Retention specialists are given small bonuses for "saves," when they persuade customers not to cancel services or disconnect. But they’re also punished for “discos,” the term used when they are unsuccessful in retaining a customer. These call center salespeople work from a script that is supposed to persuade customers to reconsider disconnecting their service. It’s a step-by-step method and a formula that is supposed to succeed a large percentage of the time. “And if it’s not working for you, managers know it's not the fault of the script," the former specialist said.

The Verge, a tech news site, contacted several current and former Comcast employees. They concur that all disconnect requests are forwarded to retention specialists and that front-line customer service reps don’t have the ability to cancel subscribers. If customers wish to disconnect or downgrade service, they have to endure a high-pressure sales pitch to convince them otherwise, and some retention specialists just won’t take no for an answer.

“There’s a stock answer for every concern,” the former retention specialist told us. “If the price is too high or someone just wants to drop everything but Internet, we stick with the script. So, you’re really focused on your results, not the customer's needs."

The script is a simple ordered checklist of what to say to a possible “disco.” Some parts of the script are innocuous enough, but it mostly guides retention specialists how to feign empathy and build rapport with the customer while subconsciously maneuvering the subject away from cancellation. The checklist includes instructions to how to “relate and empathize,” “take control,” “set the agenda,” “overcome objections” and “take ownership.” These sales tactics are similar to those used by car salespeople and boiler-room stock brokers. The retention specialists are also given some leeway to offer customers modest discounts on service and Internet speed upgrades to try to retain them. Bonus points can also be earned for steering customers away from trap words like “disconnect,” “downgrade” and “cancel.”

And while retention specialists are rewarded for saves, it can be brutal when one of them is riding a bad luck streak. Some retention specialists say they will go as far as to hang up on customers or put them on hold indefinitely if they don't think they can talk them out of disconnecting. Because they know that if they string together just a few discos in a short period of time, it can result in dismissal. That’s probably why they lash out at customers.

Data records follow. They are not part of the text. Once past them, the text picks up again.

fn partition_projection(
    projections: &[Projection],
) -> (Vec<Arc<str>>, Vec<(Arc<str>, Expression)>) {
    let mut plain = Vec::new();
    let mut expressions = Vec::new();
    for projection in projections {
        match projection {
            Projection::Wildcard => {}
            Projection::Variable(name) => plain.push(name.clone()),
            Projection::Expression {
                expression,
                variable,
            } => expressions.push((variable.clone(), expression.clone())),
        }
    }
    (plain, expressions)
}

/// DESCRIBE → CONSTRUCT rewrite: per described resource, one
/// `<resource> ?p ?o` pattern joins the WHERE clause and instantiates
/// the template.
fn rewrite_describe(query: &Query) -> Query {
    let mut rewritten = query.clone();
    rewritten.query_type = QueryType::Construct;
    rewritten.template = Vec::new();
    for (index, target) in query.describes.iter().enumerate() {
        let pattern = TriplePattern::new(
            target.clone(),
            Term::var(format!("__desc_p{index}")),
            Term::var(format!("__desc_o{index}")),
        );
        rewritten.template.push(pattern.clone());
        rewritten.where_clause.push(Pattern::Bgp {
            triples: vec![pattern],
        });
    }
    rewritten.describes.clear();
    rewritten
}

#[cfg(test)]
mod tests {
    use super::*;

    fn bgp(pred: &str) -> Pattern {
        Pattern::Bgp {
            triples: vec![TriplePattern::new(
                Term::var("s"),
                Term::iri(pred),
                Term::var("o"),
            )],
        }
    }

    #[test]
    fn test_pattern_ordering_weights() {
        let patterns = vec![
            Pattern::Filter {
                expression: Expression::variable("x"),
            },
            Pattern::Graph {
                name: Term::var("g"),
                patterns: vec![],
            },
            bgp("urn:p"),
            Pattern::Values { rows: vec![] },
            Pattern::Optional { patterns: vec![] },
        ];
        let ordered = order_patterns(&patterns);
        let weights: Vec<u8> = ordered.iter().map(pattern_weight).collect();
        assert_eq!(weights, vec![0, 1, 3, 4, 5]);
    }

    #[test]
    fn test_consecutive_bgps_merge() {
        let ordered = order_patterns(&[bgp("urn:p"), bgp("urn:q")]);
        assert_eq!(ordered.len(), 1);
        match &ordered[0] {
            Pattern::Bgp { triples } => assert_eq!(triples.len(), 2),
            other => panic!("unexpected pattern {other:?}"),
        }
    }

    #[test]
    fn test_describe_rewrite_adds_template_and_patterns() {
        let mut query = Query::new(QueryType::Describe);
        query.describes.push(Term::iri("urn:a"));
        let rewritten = rewrite_describe(&query);
        assert_eq!(rewritten.query_type, QueryType::Construct);
        assert_eq!(rewritten.template.len(), 1);
        assert_eq!(rewritten.where_clause.len(), 1);
    }

    #[test]
    fn test_split_values_cartesian_product() {
        let mut row_a = rivulet_core::ValuesRow::default();
        row_a.insert(Arc::from("x"), Term::integer(1));
        let mut row_b = rivulet_core::ValuesRow::default();
        row_b.insert(Arc::from("y"), Term::integer(2));
        let patterns = vec![
            Pattern::Values {
                rows: vec![row_a.clone()],
            },
            Pattern::Values {
                rows: vec![row_b.clone()],
            },
            bgp("urn:p"),
        ];
        let (rows, remaining) = split_values(&order_patterns(&patterns));
        let rows = rows.unwrap();
        assert_eq!(rows.len(), 1);
        assert_eq!(rows[0].len(), 2);
        assert_eq!(remaining.len(), 1);
    }
}
//! Custom function registration and the error-to-Unbound contract.

use rivulet_core::{
    Dataset, Expression, Pattern, Projection, Query, Term, Triple, TriplePattern,
};
use rivulet_memory::MemoryGraph;
use rivulet_query::{PlanBuilder, QueryError};
use std::sync::Arc;

const CONTAINS_THOMAS: &str = "https://test.example/CONTAINS_THOMAS";
const REVERSE: &str = "https://test.example/REVERSE";
const THROW: &str = "https://test.example/THROW";

/// A handful of bibliography-style triples; exactly three literals
/// mention Thomas.
fn dblp_sample() -> Vec<Triple> {
    let author = |s: &str, name: &str| {
        Triple::new(
            Term::iri(format!("urn:dblp:{s}")),
            Term::iri("urn:creator"),
            Term::literal(name),
        )
    };
    vec![
        author("article1", "Thomas Minier"),
        author("article2", "Hala Skaf-Molli"),
        author("article3", "Pascal Molli"),
        author("article4", "Thomas Minier"),
        Triple::new(
            Term::iri("urn:dblp:article5"),
            Term::iri("urn:title"),
            Term::literal("Thomas' festschrift"),
        ),
        Triple::new(
            Term::iri("urn:dblp:article6"),
            Term::iri("urn:year"),
            Term::integer(2019),
        ),
    ]
}

fn builder_over(triples: Vec<Triple>) -> PlanBuilder {
    let graph = MemoryGraph::new("urn:x-default").with_triples(triples);
    let builder = PlanBuilder::new(Arc::new(Dataset::new(Arc::new(graph))));
    builder.register_function(
        CONTAINS_THOMAS,
        Arc::new(|args| match args {
            [Term::Literal(lit)] => Ok(Term::boolean(lit.value.contains("Thomas"))),
            _ => Err(QueryError::expression("expected one literal")),
        }),
    );
    builder.register_function(
        REVERSE,
        Arc::new(|args| match args {
            [Term::Literal(lit)] => {
                let reversed: String = lit.value.chars().rev().collect();
                Ok(match &lit.language {
                    Some(lang) => Term::lang_literal(reversed, lang.as_ref()),
                    None => Term::literal(reversed),
                })
            }
            _ => Err(QueryError::expression("expected one literal")),
        }),
    );
    builder.register_function(
        THROW,
        Arc::new(|_args| Err(QueryError::expression("deliberate failure"))),
    );
    builder
}

fn spo() -> TriplePattern {
    TriplePattern::new(Term::var("s"), Term::var("p"), Term::var("o"))
}

/// A custom FILTER function keeps exactly the solutions it accepts;
/// solutions where it errors (non-literal input) drop silently.
#[tokio::test]
async fn test_custom_filter_function() {
    let builder = builder_over(dblp_sample());
    let query = Query::select(
        [Projection::Wildcard],
        vec![
            Pattern::Bgp {
                triples: vec![spo()],
            },
            Pattern::Filter {
                expression: Expression::Function {
                    iri: Arc::from(CONTAINS_THOMAS),
                    args: vec![Expression::variable("o")],
                },
            },
        ],
    );
    let rows = builder.build(&query).unwrap().all_bindings().await.unwrap();
    assert_eq!(rows.len(), 3);
}

/// A custom BIND function transforms the bound literal, language tag
/// preserved.
#[tokio::test]
async fn test_custom_bind_function() {
    let builder = builder_over(vec![Triple::new(
        Term::iri("urn:me"),
        Term::iri("urn:name"),
        Term::lang_literal("Thomas Minier", "en"),
    )]);
    let query = Query::select(
        [
            Projection::Variable(Arc::from("name")),
            Projection::Variable(Arc::from("reversed")),
        ],
        vec![
            Pattern::Bgp {
                triples: vec![TriplePattern::new(
                    Term::var("s"),
                    Term::iri("urn:name"),
                    Term::var("name"),
                )],
            },
            Pattern::Bind {
                expression: Expression::Function {
                    iri: Arc::from(REVERSE),
                    args: vec![Expression::variable("name")],
                },
                variable: Arc::from("reversed"),
            },
        ],
    );
    let rows = builder.build(&query).unwrap().all_bindings().await.unwrap();
    assert_eq!(rows.len(), 1);
    assert_eq!(
        rows[0].get("reversed"),
        Some(&Term::lang_literal("reiniM samohT", "en"))
    );
}

/// A throwing custom function inside BIND still emits every solution,
/// with the target bound to the Unbound sentinel (rendered as the
/// literal "UNBOUND").
#[tokio::test]
async fn test_throwing_bind_yields_unbound() {
    let builder = builder_over(dblp_sample());
    let query = Query::select(
        [Projection::Wildcard],
        vec![
            Pattern::Bgp {
                triples: vec![spo()],
            },
            Pattern::Bind {
                expression: Expression::Function {
                    iri: Arc::from(THROW),
                    args: vec![Expression::variable("o")],
                },
                variable: Arc::from("error"),
            },
        ],
    );
    let rows = builder.build(&query).unwrap().all_bindings().await.unwrap();
    assert_eq!(rows.len(), dblp_sample().len());
    for row in &rows {
        let error = row.get("error").expect("?error must be bound");
        assert!(error.is_unbound());
        assert_eq!(error.to_string(), "\"UNBOUND\"");
    }
}

/// An unregistered function IRI fails the whole build, fatally.
#[tokio::test]
async fn test_unknown_function_is_fatal() {
    let builder = builder_over(dblp_sample());
    let query = Query::select(
        [Projection::Wildcard],
        vec![
            Pattern::Bgp {
                triples: vec![spo()],
            },
            Pattern::Filter {
                expression: Expression::Function {
                    iri: Arc::from("https://test.example/NOWHERE"),
                    args: vec![],
                },
            },
        ],
    );
    let err = builder.build(&query).err().expect("build must fail");
    match err {
        QueryError::UnknownFunction(iri) => assert!(iri.contains("NOWHERE")),
        other => panic!("expected UnknownFunction, got {other}"),
    }
}

/// A custom aggregate resolves before custom functions.
#[tokio::test]
async fn test_custom_aggregate() {
    let builder = builder_over(dblp_sample());
    builder.register_aggregate(
        "https://test.example/SHORTEST",
        Arc::new(|values| {
            values
                .iter()
                .filter_map(|t| t.as_literal())
                .min_by_key(|lit| lit.value.len())
                .map(|lit| Term::literal(lit.value.as_ref()))
                .ok_or_else(|| QueryError::expression("empty group"))
        }),
    );
    let query = Query::select(
        [Projection::Expression {
            expression: Expression::Function {
                iri: Arc::from("https://test.example/SHORTEST"),
                args: vec![Expression::variable("o")],
            },
            variable: Arc::from("shortest"),
        }],
        vec![Pattern::Bgp {
            triples: vec![TriplePattern::new(
                Term::var("s"),
                Term::iri("urn:creator"),
                Term::var("o"),
            )],
        }],
    );
    let rows = builder.build(&query).unwrap().all_bindings().await.unwrap();
    assert_eq!(rows.len(), 1);
    assert_eq!(rows[0].get("shortest"), Some(&Term::literal("Pascal Molli")));
}
//! Hash built-ins: MD5, SHA1, SHA256, SHA384, SHA512.

use crate::error::{QueryError, Result};
use md5::{Digest, Md5};
use rivulet_core::vocab::xsd;
use rivulet_core::Term;
use sha1::Sha1;
use sha2::{Sha256, Sha384, Sha512};

fn simple_literal(args: &[Term]) -> Result<&str> {
    match args {
        [Term::Literal(lit)]
            if lit.language.is_none() && lit.datatype.as_ref() == xsd::STRING =>
        {
            Ok(&lit.value)
        }
        _ => Err(QueryError::expression(
            "hash functions expect one simple literal",
        )),
    }
}

/// Strict hash built-ins; results are lowercase hex simple literals.
pub fn call(name: &str, args: &[Term]) -> Result<Term> {
    let input = simple_literal(args)?;
    let digest = match name {
        "md5" => hex::encode(Md5::digest(input.as_bytes())),
        "sha1" => hex::encode(Sha1::digest(input.as_bytes())),
        "sha256" => hex::encode(Sha256::digest(input.as_bytes())),
        "sha384" => hex::encode(Sha384::digest(input.as_bytes())),
        "sha512" => hex::encode(Sha512::digest(input.as_bytes())),
        other => {
            return Err(QueryError::expression(format!(
                "unknown hash function `{other}`"
            )))
        }
    };
    Ok(Term::literal(digest))
}

#[cfg(test)]
mod tests {
    use super::*;

    #[test]
    fn test_sha256_known_vector() {
        let result = call("sha256", &[Term::literal("abc")]).unwrap();
        assert_eq!(
            result,
            Term::literal("ba7816bf8f01cfea414140de5dae2223b00361a396177a9cb410ff61f20015ad")
        );
    }

    #[test]
    fn test_language_tagged_input_rejected() {
        assert!(call("md5", &[Term::lang_literal("abc", "en")]).is_err());
    }
}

In a post on his LinkedIn page, Frank Eliason, a former Comcast executive, says the issue starts with the business atmosphere, and the customer experience with retention contractors could be just one symptom of a larger cultural problem.

“Customer service is often the most expensive line on any company's balance sheet, especially for a company like Comcast which has more than 300 million interactions each year,” says Eliason, the former senior director of national customer operations. “Call centers tried to shift to become sales centers. This is why any time a customer calls, they're pitched everything under the sun instead of actually helping you with the reason why you called in the first place.”

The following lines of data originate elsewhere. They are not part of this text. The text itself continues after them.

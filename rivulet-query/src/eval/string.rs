//! String built-ins.

use crate::error::{QueryError, Result};
use percent_encoding::{utf8_percent_encode, AsciiSet, NON_ALPHANUMERIC};
use regex::Regex;
use rivulet_core::vocab::xsd;
use rivulet_core::{Literal, Term};

fn expr_err<T>(msg: impl Into<String>) -> Result<T> {
    Err(QueryError::expression(msg))
}

/// Unreserved characters survive ENCODE_FOR_URI.
const ENCODE_SET: &AsciiSet = &NON_ALPHANUMERIC
    .remove(b'-')
    .remove(b'_')
    .remove(b'.')
    .remove(b'~');

fn string_literal(term: &Term) -> Result<&Literal> {
    match term {
        Term::Literal(lit) if lit.is_string() => Ok(lit),
        other => expr_err(format!("not a string literal: {other}")),
    }
}

/// Argument compatibility per SPARQL 17.4.3.1: second argument must be
/// a simple literal or share the first argument's language tag.
fn check_compatible(a: &Literal, b: &Literal) -> Result<()> {
    let compatible = match (&a.language, &b.language) {
        (_, None) => true,
        (Some(la), Some(lb)) => la == lb,
        (None, Some(_)) => false,
    };
    if compatible {
        Ok(())
    } else {
        expr_err("incompatible string literal arguments")
    }
}

/// Result literal carrying the first argument's language tag.
fn derived(from: &Literal, value: String) -> Term {
    match &from.language {
        Some(lang) => Term::lang_literal(value, lang.as_ref()),
        None => Term::literal(value),
    }
}

fn integer_arg(term: &Term) -> Result<i64> {
    match super::numeric::parse(term)? {
        super::numeric::Numeric::Integer(v) => Ok(v),
        other => Ok(other.as_f64().round() as i64),
    }
}

fn build_regex(pattern: &Term, flags: Option<&Term>) -> Result<Regex> {
    let pattern = string_literal(pattern)?;
    let mut expr = String::new();
    if let Some(flags) = flags {
        let flags = string_literal(flags)?;
        if !flags.value.is_empty() {
            for flag in flags.value.chars() {
                if !matches!(flag, 'i' | 's' | 'm' | 'x') {
                    return expr_err(format!("unsupported regex flag `{flag}`"));
                }
            }
            expr.push_str(&format!("(?{})", flags.value));
        }
    }
    expr.push_str(&pattern.value);
    Regex::new(&expr).map_err(|e| QueryError::expression(format!("bad regex: {e}")))
}

/// Strict string built-ins.
pub fn call(name: &str, args: &[Term]) -> Result<Term> {
    match (name, args) {
        ("strlen", [s]) => Ok(Term::integer(string_literal(s)?.value.chars().count() as i64)),
        ("ucase", [s]) => {
            let lit = string_literal(s)?;
            Ok(derived(lit, lit.value.to_uppercase()))
        }
        ("lcase", [s]) => {
            let lit = string_literal(s)?;
            Ok(derived(lit, lit.value.to_lowercase()))
        }
        ("substr", [s, start]) => substr(s, start, None),
        ("substr", [s, start, len]) => substr(s, start, Some(len)),
        ("strstarts", [a, b]) => {
            let (la, lb) = (string_literal(a)?, string_literal(b)?);
            check_compatible(la, lb)?;
            Ok(Term::boolean(la.value.starts_with(lb.value.as_ref())))
        }
        ("strends", [a, b]) => {
            let (la, lb) = (string_literal(a)?, string_literal(b)?);
            check_compatible(la, lb)?;
            Ok(Term::boolean(la.value.ends_with(lb.value.as_ref())))
        }
        ("contains", [a, b]) => {
            let (la, lb) = (string_literal(a)?, string_literal(b)?);
            check_compatible(la, lb)?;
            Ok(Term::boolean(la.value.contains(lb.value.as_ref())))
        }
        ("strbefore", [a, b]) => {
            let (la, lb) = (string_literal(a)?, string_literal(b)?);
            check_compatible(la, lb)?;
            match la.value.find(lb.value.as_ref()) {
                Some(index) => Ok(derived(la, la.value[..index].to_string())),
                None => Ok(Term::literal("")),
            }
        }
        ("strafter", [a, b]) => {
            let (la, lb) = (string_literal(a)?, string_literal(b)?);
            check_compatible(la, lb)?;
            match la.value.find(lb.value.as_ref()) {
                Some(index) => Ok(derived(la, la.value[index + lb.value.len()..].to_string())),
                None => Ok(Term::literal("")),
            }
        }
        ("encode_for_uri", [s]) => {
            let lit = string_literal(s)?;
            Ok(Term::literal(
                utf8_percent_encode(&lit.value, ENCODE_SET).to_string(),
            ))
        }
        ("concat", parts) => concat(parts),
        ("regex", [text, pattern]) => regex_match(text, pattern, None),
        ("regex", [text, pattern, flags]) => regex_match(text, pattern, Some(flags)),
        ("replace", [text, pattern, replacement]) => replace(text, pattern, replacement, None),
        ("replace", [text, pattern, replacement, flags]) => {
            replace(text, pattern, replacement, Some(flags))
        }
        _ => expr_err(format!(
            "bad arguments for string function `{name}` ({} given)",
            args.len()
        )),
    }
}

/// SUBSTR with SPARQL's 1-based indexing in characters.
fn substr(s: &Term, start: &Term, len: Option<&Term>) -> Result<Term> {
    let lit = string_literal(s)?;
    let start = integer_arg(start)?;
    let chars: Vec<char> = lit.value.chars().collect();
    let begin = (start - 1).max(0) as usize;
    let taken: String = match len {
        Some(len) => {
            let len = integer_arg(len)?.max(0) as usize;
            // Negative start eats into the length, per the XPath rules.
            let cut = if start < 1 {
                len.saturating_sub((1 - start) as usize)
            } else {
                len
            };
            chars.iter().skip(begin).take(cut).collect()
        }
        None => chars.iter().skip(begin).collect(),
    };
    Ok(derived(lit, taken))
}

fn concat(parts: &[Term]) -> Result<Term> {
    let mut value = String::new();
    let mut shared_lang: Option<Option<&str>> = None;
    for part in parts {
        let lit = string_literal(part)?;
        value.push_str(&lit.value);
        let lang = lit.language.as_deref();
        match &shared_lang {
            None => shared_lang = Some(lang),
            Some(existing) if *existing == lang => {}
            Some(_) => shared_lang = Some(None),
        }
    }
    Ok(match shared_lang.flatten() {
        Some(lang) => Term::lang_literal(value, lang),
        None => Term::literal(value),
    })
}

fn regex_match(text: &Term, pattern: &Term, flags: Option<&Term>) -> Result<Term> {
    let text = string_literal(text)?;
    let regex = build_regex(pattern, flags)?;
    Ok(Term::boolean(regex.is_match(&text.value)))
}

fn replace(text: &Term, pattern: &Term, replacement: &Term, flags: Option<&Term>) -> Result<Term> {
    let lit = string_literal(text)?;
    let replacement = string_literal(replacement)?;
    let regex = build_regex(pattern, flags)?;
    let replaced = regex.replace_all(&lit.value, replacement.value.as_ref());
    Ok(derived(lit, replaced.into_owned()))
}

/// STRDT / STRLANG live here although they build typed terms, since
/// their first operand is string-shaped.
pub fn strdt(lexical: &Term, datatype: &Term) -> Result<Term> {
    let lit = string_literal(lexical)?;
    if lit.language.is_some() || lit.datatype.as_ref() != xsd::STRING {
        return expr_err("STRDT expects a simple literal");
    }
    match datatype {
        Term::Iri(iri) => Ok(Term::typed_literal(lit.value.as_ref(), iri.as_ref())),
        other => expr_err(format!("STRDT datatype is not an IRI: {other}")),
    }
}

pub fn strlang(lexical: &Term, tag: &Term) -> Result<Term> {
    let lit = string_literal(lexical)?;
    if lit.language.is_some() || lit.datatype.as_ref() != xsd::STRING {
        return expr_err("STRLANG expects a simple literal");
    }
    let tag = string_literal(tag)?;
    Ok(Term::lang_literal(lit.value.as_ref(), tag.value.as_ref()))
}

#[cfg(test)]
mod tests {
    use super::*;

    #[test]
    fn test_ucase_preserves_language() {
        let result = call("ucase", &[Term::lang_literal("foo", "en")]).unwrap();
        assert_eq!(result, Term::lang_literal("FOO", "en"));
    }

    #[test]
    fn test_substr_one_based() {
        let result = call("substr", &[Term::literal("motor"), Term::integer(2)]).unwrap();
        assert_eq!(result, Term::literal("otor"));
        let result = call(
            "substr",
            &[Term::literal("motor"), Term::integer(2), Term::integer(3)],
        )
        .unwrap();
        assert_eq!(result, Term::literal("oto"));
    }

    #[test]
    fn test_contains_compatibility() {
        assert!(call(
            "contains",
            &[Term::literal("abc"), Term::lang_literal("b", "en")]
        )
        .is_err());
        let result = call(
            "contains",
            &[Term::lang_literal("abc", "en"), Term::literal("b")],
        )
        .unwrap();
        assert_eq!(result, Term::boolean(true));
    }

    #[test]
    fn test_regex_with_flags() {
        let result = call(
            "regex",
            &[
                Term::literal("Thomas"),
                Term::literal("^tho"),
                Term::literal("i"),
            ],
        )
        .unwrap();
        assert_eq!(result, Term::boolean(true));
    }
}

When client care gives way to seedy sales tactics, that's when the wheels fall off customer service operations.

“Incidents like these most often happen because of a culture within the company,” says Eliason. “The reason you tend not to hear about incidents like this from other companies is because people within the company would be horrified if they heard of such a thing, and they can easily escalate the situation to higher levels.”

Eliason says he would “hit the roof” if he heard that a customer’s name was changed to Asshole, but this evidently didn’t upset current Comcast employees enough to rectify the affront to Brown. It wasn't until Brown's humilation made national headlines that it was taken up by Comcast’s public relations department.

So, it appears Comcast’s infamous customer service gaffes aren't isolated incidents at all, but inspired by the narcissistic corporate culture of a juggernaut that couldn't care less about its customers, just so long as they’re paying their bills. And why should they? Without any real competition in most of the areas it serves, Comcast enjoys the impregnability of a captive audience.